Ничего не ответила Анхен, зарыдала, и прильнула к плечу Ульрики. Прижалась к ней крепко, как от беды спряталась. И остальные бабы, что были тут, тоже почувствовали недоброе, перепугала их старшая сестра, тоже плакать стали, вытирали глаза передниками, стояли вокруг и рыдали глядя на Анхен и Ульрику.


Волков как будто не лежал при смерти, поверить в такое было невозможно, но от болезни только худоба, да усталость страшная остались. Сидел под вечер уже за столом в исподнем. Ел. Сам удивился, без памяти был столько дней, а очнулся — не болен, и чистый ещё, как будто мылся недавно, и одежда чиста. Только бриться нужно. За это он Ёгана хвалил, а Ёган сказал, что мыть его помогал Сыч, и монах, и даже Максимилиан немного — воду носил. Про Агнес ни слова не сказал. Ведь она мыть господина не помогала. Ну, а что ждать от дурака деревенского, впрочем, то, что это она его от лютой болезни спасла кавалер и сам знал.
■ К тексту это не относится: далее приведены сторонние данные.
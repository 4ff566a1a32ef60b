//! Scenario inputs and their validation.

use chrono::NaiveDate;
use rust_decimal::Decimal;
use rust_decimal_macros::dec;
use serde::{Deserialize, Serialize};

use crate::error::DebtPlannerError;
use crate::types::{validate_amount, Money, Percent};
use crate::DebtPlannerResult;

/// Most extra EMIs a borrower can commit to in a year.
pub const MAX_EXTRA_EMI_COUNT: u32 = 11;

/// The four hypothetical payment adjustments, in evaluation order.
#[derive(Debug, Clone, Copy, PartialEq, Eq, PartialOrd, Ord, Hash, Serialize, Deserialize)]
#[serde(rename_all = "snake_case")]
pub enum ScenarioKind {
    ExtraEmi,
    LumpSum,
    EarlyPayment,
    EmiIncrease,
}

impl ScenarioKind {
    pub const ALL: [ScenarioKind; 4] = [
        ScenarioKind::ExtraEmi,
        ScenarioKind::LumpSum,
        ScenarioKind::EarlyPayment,
        ScenarioKind::EmiIncrease,
    ];

    /// Label stamped on schedule rows the scenario touched.
    pub fn label(&self) -> &'static str {
        match self {
            ScenarioKind::ExtraEmi => "Extra EMI",
            ScenarioKind::LumpSum => "Lump Sum",
            ScenarioKind::EarlyPayment => "Early Payment",
            ScenarioKind::EmiIncrease => "EMI Increase",
        }
    }
}

/// How active scenarios are combined.
#[derive(Debug, Clone, Copy, Default, PartialEq, Eq, Serialize, Deserialize)]
#[serde(rename_all = "lowercase")]
pub enum CompositionMode {
    /// All active scenarios shape a single schedule.
    #[default]
    #[serde(alias = "AND", alias = "And")]
    And,
    /// Each active scenario is computed on its own against the baseline.
    #[serde(alias = "OR", alias = "Or")]
    Or,
}

/// A bundle of hypothetical payment adjustments.
#[derive(Debug, Clone, Default, PartialEq, Serialize, Deserialize)]
#[serde(default)]
pub struct ScenarioInput {
    /// Extra EMIs paid per year (0–11), spread as a flat monthly extra.
    pub extra_emi_count: u32,
    /// Paid against principal on every 12th installment.
    pub annual_lump_sum: Money,
    /// EMI growth applied on each anniversary, compounding (0–100).
    pub emi_increase_percent: Percent,
    /// One-time prepayment; requires `early_payment_date`.
    pub early_payment: Option<Money>,
    pub early_payment_date: Option<NaiveDate>,
}

impl ScenarioInput {
    pub fn validate(&self) -> DebtPlannerResult<()> {
        if self.extra_emi_count > MAX_EXTRA_EMI_COUNT {
            return Err(DebtPlannerError::scenario(
                "extra_emi_count",
                format!("Extra EMIs per year must be between 0 and {MAX_EXTRA_EMI_COUNT}"),
            ));
        }
        validate_amount("annual_lump_sum", self.annual_lump_sum)?;
        validate_percent("emi_increase_percent", self.emi_increase_percent)?;

        match (self.early_payment, self.early_payment_date) {
            (Some(amount), Some(_)) => validate_amount("early_payment", amount),
            (Some(_), None) => Err(DebtPlannerError::scenario(
                "early_payment_date",
                "Early payment requires a date",
            )),
            (None, Some(_)) => Err(DebtPlannerError::scenario(
                "early_payment",
                "Early payment date given without an amount",
            )),
            _ => Ok(()),
        }
    }

    /// The one-time prepayment, when both amount and date drive it.
    pub fn early_payment_request(&self) -> Option<(Money, NaiveDate)> {
        match (self.early_payment, self.early_payment_date) {
            (Some(amount), Some(date)) if amount > Decimal::ZERO => Some((amount, date)),
            _ => None,
        }
    }

    pub fn is_active(&self, kind: ScenarioKind) -> bool {
        match kind {
            ScenarioKind::ExtraEmi => self.extra_emi_count > 0,
            ScenarioKind::LumpSum => self.annual_lump_sum > Decimal::ZERO,
            ScenarioKind::EarlyPayment => self.early_payment_request().is_some(),
            ScenarioKind::EmiIncrease => self.emi_increase_percent > Decimal::ZERO,
        }
    }

    /// Active scenarios in evaluation order.
    pub fn active_kinds(&self) -> Vec<ScenarioKind> {
        ScenarioKind::ALL
            .into_iter()
            .filter(|k| self.is_active(*k))
            .collect()
    }
}

pub(crate) fn validate_percent(field: &str, value: Percent) -> DebtPlannerResult<()> {
    if value < Decimal::ZERO || value > dec!(100) {
        return Err(DebtPlannerError::scenario(
            field,
            "Percentage must be between 0 and 100",
        ));
    }
    Ok(())
}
Костляв, небрит, волосы сальны как у приказчика какого, такого, что в купальню не ходит. Ест ложкой похлёбку из бобов с говядиной, хлеб не ломает на тарелке, кусает горбушку. Рубаха проста как у мужика, исподнее тоже, босые ноги на дорогом ковре смотрятся нелепо. Разве так господин должен жить и есть? Солдафон он и есть солдафон, хоть графом его назначь. Всё не так у него как надобно.

Агнес, сидя за столом напротив, молча смотрит на него, неодобрительно. Он взгляд её поймал, есть не перестал, ложку не бросил. Засмеялся:

— Голодна?

— Сыта. Благодарю вас, — отвечал она, показывая, что недовольна.

— Чего ты зла?

— Отчего же зла, не зла, — отвечала Агнес, — устала с дороги.

— Устала? Да как же ты устала, раз не торопилась, ехала? — говорит он с усмешкой, а сам ест.

Вот тебе и на, вот и благодарность. Агнес летела, возницу замордовала, понукала и понукала, как мерина старого и ленивого. Все бока и зад в тарантасе отбила, спала невесть где, ела невесть что, жизнь ему в который раз, спасла и тут на тебе. Не торопилась! Благодарность, однако!

Девушка аж рот раскрыла от такого. Готова заорать была, Ёган даже нахмурился и сморщился, ожидая визга, да тут кавалер улыбнулся, ложку бросил и сказал:

— Да, ладно, ладно, шучу, молодец ты у меня, — поманил рукой. — Иди сюда.

Надо было бы ей посидеть — подуться, показать, что не собака она, что к хозяину бежит, как только тот поманит, да не выдержала, господин позвал к себе, разве усидишь. Раскраснелась и пошла вокруг стола, и ничего, что его холопы смотрят, как бежит она. Пусть смотрят.

Подошла к нему, он обнял её за талию, прижал к себе, по спине погладил, притянул её головку к себе, поцеловал, в щёку и висок, и говорил:

— Умница ты моя. Спасла опять.

И по голове её гладил.

А не так всё, всё не так, как надо делал он. Не того она ждала. Будь на её месте Брнухильда, так он её бы за зад трогал, а не за спину. Или за грудь брал бы, прямо пред холопами, он не шибко стеснялся, мог Брунхильде грудь пятернёй сдавить. А мог и через юбки за лобок ущипнуть её. Так, что Брунхильда, звала его похабником и смеялась, и краснела совсем не от стыда. А потом гордая уходила господину кукиш показав.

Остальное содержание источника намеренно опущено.